* [Records for this task]:

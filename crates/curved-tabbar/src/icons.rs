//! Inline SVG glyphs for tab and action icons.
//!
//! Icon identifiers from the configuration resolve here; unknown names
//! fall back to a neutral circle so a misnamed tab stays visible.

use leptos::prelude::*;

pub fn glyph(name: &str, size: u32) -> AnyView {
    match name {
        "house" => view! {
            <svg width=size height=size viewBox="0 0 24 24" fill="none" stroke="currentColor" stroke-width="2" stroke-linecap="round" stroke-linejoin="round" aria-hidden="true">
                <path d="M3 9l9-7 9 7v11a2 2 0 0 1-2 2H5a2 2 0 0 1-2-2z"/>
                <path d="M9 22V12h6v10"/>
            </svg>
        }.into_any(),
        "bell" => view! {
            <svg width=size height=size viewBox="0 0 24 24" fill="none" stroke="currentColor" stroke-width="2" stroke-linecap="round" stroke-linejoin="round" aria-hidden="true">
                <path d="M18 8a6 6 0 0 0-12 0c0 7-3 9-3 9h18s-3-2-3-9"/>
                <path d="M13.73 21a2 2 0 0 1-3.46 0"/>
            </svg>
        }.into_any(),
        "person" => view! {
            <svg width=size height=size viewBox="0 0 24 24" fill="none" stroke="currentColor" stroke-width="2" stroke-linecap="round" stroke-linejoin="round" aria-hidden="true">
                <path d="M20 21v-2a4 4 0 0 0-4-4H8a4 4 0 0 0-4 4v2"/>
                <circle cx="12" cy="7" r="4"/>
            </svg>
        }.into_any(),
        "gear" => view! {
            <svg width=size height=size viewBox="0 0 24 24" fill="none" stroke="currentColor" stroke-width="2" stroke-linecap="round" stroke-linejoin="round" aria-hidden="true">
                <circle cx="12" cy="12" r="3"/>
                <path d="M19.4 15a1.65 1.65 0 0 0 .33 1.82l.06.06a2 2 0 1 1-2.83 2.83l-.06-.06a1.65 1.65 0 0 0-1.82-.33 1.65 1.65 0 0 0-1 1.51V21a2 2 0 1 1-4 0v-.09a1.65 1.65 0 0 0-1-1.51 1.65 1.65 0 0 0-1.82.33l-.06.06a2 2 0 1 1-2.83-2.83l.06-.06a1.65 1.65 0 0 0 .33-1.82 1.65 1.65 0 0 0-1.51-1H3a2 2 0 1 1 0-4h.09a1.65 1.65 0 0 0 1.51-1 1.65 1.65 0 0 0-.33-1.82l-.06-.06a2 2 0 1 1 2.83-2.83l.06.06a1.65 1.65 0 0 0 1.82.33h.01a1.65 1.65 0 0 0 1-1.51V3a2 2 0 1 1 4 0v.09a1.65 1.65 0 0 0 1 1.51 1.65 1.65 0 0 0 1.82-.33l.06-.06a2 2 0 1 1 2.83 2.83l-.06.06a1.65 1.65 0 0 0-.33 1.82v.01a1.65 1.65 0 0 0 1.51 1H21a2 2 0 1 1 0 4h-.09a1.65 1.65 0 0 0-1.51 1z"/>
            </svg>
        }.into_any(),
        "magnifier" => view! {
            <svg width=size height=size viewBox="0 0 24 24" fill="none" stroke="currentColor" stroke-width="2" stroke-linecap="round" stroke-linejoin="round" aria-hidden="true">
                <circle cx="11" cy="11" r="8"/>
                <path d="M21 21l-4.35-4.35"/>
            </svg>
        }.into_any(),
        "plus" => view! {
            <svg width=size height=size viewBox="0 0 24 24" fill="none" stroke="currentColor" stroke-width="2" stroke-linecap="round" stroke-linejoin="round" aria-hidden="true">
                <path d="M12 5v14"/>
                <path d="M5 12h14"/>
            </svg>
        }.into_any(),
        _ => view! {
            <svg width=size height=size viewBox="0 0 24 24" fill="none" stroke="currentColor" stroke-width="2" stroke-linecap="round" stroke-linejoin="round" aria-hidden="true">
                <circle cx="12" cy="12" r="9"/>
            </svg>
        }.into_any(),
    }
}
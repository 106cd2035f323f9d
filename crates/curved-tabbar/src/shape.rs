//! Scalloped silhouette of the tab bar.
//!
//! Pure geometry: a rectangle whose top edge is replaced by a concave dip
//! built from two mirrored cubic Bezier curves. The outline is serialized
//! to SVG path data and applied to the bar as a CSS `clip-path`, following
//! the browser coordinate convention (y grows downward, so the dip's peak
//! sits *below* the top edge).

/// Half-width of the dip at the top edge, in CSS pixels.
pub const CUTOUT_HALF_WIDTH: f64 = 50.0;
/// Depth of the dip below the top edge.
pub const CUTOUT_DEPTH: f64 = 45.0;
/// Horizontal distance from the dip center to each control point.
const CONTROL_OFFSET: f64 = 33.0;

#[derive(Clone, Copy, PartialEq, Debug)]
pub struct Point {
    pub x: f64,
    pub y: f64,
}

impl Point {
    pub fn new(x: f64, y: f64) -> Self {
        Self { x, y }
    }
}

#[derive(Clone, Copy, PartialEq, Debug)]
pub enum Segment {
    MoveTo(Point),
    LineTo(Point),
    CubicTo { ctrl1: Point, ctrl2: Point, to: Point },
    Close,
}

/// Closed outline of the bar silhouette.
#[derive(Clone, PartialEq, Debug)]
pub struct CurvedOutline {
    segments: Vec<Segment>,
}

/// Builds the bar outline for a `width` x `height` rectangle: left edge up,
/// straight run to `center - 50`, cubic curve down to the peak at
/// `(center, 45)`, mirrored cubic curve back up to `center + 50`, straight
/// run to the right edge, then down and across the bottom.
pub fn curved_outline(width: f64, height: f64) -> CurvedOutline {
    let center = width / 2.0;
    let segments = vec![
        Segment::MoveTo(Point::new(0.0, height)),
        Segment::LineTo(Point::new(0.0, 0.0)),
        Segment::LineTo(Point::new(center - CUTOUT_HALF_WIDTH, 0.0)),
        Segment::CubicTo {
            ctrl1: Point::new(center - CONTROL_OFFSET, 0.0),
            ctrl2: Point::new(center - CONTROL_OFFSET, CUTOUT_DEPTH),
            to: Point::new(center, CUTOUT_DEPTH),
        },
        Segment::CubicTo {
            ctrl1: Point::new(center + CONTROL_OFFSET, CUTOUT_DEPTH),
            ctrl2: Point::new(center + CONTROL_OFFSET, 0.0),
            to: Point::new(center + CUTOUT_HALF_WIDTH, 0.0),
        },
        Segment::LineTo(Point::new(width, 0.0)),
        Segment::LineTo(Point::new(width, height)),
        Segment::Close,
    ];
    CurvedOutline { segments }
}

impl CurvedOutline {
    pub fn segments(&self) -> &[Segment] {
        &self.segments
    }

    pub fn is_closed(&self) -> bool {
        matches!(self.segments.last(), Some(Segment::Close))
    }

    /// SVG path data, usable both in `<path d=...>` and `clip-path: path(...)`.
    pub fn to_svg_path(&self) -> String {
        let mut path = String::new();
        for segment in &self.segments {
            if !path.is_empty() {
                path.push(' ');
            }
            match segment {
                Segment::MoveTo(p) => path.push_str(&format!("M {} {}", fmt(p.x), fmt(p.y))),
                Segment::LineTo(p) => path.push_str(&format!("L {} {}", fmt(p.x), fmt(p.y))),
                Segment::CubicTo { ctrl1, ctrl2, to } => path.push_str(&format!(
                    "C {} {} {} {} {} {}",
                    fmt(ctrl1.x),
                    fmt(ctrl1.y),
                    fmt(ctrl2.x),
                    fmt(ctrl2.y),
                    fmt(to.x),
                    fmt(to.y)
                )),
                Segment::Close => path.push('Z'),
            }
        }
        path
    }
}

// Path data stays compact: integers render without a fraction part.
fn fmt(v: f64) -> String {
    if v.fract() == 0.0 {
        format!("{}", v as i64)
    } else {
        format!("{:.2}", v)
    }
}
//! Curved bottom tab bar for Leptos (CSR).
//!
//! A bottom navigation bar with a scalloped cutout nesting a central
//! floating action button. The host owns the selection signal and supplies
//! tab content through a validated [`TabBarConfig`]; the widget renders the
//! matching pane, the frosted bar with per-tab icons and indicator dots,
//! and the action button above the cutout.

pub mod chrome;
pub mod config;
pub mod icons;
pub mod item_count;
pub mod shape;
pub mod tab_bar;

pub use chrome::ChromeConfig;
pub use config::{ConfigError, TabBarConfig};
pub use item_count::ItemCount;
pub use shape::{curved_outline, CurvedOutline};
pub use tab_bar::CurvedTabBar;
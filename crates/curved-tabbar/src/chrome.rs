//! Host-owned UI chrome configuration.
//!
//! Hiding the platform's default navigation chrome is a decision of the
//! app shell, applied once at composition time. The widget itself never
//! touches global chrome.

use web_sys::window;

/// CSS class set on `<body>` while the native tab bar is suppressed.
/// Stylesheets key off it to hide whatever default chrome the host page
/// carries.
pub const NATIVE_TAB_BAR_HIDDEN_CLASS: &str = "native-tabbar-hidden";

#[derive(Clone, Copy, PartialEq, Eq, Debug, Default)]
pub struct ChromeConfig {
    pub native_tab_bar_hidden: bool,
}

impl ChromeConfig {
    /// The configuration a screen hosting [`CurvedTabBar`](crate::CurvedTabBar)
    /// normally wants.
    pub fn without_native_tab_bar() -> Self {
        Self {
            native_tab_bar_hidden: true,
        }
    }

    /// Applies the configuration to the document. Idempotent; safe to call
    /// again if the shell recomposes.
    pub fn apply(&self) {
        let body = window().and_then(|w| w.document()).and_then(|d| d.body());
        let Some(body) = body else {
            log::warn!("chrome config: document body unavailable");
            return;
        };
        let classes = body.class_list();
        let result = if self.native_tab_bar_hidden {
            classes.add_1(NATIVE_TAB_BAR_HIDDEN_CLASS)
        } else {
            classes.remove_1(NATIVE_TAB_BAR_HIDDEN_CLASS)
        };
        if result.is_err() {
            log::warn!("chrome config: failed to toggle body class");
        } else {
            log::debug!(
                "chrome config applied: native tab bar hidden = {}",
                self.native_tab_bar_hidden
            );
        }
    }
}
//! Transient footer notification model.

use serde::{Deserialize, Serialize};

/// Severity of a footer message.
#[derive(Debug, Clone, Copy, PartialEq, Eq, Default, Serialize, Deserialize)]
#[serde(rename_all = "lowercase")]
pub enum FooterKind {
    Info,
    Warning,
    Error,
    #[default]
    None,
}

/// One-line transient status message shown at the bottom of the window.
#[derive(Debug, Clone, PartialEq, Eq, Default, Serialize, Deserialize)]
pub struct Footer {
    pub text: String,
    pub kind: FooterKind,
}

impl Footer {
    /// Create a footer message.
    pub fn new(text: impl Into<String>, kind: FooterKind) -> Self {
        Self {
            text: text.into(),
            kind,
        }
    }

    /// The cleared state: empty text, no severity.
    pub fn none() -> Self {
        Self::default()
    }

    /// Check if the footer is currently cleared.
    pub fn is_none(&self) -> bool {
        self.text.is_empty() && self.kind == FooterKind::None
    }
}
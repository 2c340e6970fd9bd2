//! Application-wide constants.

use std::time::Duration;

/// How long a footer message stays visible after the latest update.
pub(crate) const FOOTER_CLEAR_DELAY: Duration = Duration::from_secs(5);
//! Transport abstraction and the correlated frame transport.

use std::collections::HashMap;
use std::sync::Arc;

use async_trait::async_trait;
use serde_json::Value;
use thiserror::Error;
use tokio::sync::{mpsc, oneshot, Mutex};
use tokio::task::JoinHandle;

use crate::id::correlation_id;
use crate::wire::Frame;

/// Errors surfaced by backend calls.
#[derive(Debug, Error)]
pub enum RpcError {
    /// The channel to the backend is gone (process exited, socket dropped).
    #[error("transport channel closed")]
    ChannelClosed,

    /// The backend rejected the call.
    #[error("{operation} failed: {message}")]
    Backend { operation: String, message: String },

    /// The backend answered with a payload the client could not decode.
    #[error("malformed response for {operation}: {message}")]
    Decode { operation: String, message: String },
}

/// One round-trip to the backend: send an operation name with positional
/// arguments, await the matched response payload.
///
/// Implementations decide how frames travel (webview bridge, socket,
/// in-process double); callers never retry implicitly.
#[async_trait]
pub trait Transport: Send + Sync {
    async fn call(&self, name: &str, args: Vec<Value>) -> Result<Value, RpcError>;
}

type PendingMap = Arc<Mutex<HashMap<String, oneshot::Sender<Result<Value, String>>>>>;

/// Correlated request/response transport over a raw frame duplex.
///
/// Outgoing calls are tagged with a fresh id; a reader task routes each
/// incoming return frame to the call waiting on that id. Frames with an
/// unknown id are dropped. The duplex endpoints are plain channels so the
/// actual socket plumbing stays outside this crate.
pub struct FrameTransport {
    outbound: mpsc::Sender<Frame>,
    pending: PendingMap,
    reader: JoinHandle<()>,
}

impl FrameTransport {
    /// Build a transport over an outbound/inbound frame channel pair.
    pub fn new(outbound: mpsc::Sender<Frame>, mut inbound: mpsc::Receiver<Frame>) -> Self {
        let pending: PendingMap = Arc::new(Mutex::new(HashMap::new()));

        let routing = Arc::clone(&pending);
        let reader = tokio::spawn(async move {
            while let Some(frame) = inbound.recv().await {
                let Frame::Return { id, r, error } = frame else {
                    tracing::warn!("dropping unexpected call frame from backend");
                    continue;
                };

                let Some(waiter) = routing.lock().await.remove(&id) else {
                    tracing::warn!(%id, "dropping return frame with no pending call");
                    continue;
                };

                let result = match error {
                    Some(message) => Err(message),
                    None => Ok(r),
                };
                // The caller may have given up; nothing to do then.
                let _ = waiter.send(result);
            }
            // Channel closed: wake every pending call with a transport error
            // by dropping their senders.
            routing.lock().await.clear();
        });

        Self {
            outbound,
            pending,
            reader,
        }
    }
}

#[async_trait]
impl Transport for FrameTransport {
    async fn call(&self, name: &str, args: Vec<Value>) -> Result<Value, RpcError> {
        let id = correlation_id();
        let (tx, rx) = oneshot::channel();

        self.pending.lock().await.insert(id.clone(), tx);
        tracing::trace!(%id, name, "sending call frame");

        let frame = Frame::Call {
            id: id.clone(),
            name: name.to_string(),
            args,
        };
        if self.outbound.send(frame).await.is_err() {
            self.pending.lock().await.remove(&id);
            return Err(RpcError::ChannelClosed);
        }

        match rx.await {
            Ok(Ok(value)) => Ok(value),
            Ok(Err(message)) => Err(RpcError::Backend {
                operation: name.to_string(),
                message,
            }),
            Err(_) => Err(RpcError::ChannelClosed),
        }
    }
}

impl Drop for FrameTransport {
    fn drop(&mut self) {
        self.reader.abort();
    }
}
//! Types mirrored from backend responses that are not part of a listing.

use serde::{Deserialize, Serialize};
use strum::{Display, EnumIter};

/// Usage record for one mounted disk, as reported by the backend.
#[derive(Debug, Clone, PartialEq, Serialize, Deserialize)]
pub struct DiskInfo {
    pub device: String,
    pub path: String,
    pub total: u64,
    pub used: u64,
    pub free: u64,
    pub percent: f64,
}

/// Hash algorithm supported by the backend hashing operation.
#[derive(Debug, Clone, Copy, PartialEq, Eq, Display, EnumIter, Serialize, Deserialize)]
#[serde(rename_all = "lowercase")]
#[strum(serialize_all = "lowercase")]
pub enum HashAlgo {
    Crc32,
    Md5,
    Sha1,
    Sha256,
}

* [Work task]: Would you retype the lines above from the one with "pub fn none()" down to the one with "repository 2c340e6970fd9bd2", word for word, both ends included and no other lines?

* [Exercise answer]:
    pub fn none() -> Self {
        Self::default()
    }

    /// Check if the footer is currently cleared.
    pub fn is_none(&self) -> bool {
        self.text.is_empty() && self.kind == FooterKind::None
    }
}
repository 2c340e6970fd9bd2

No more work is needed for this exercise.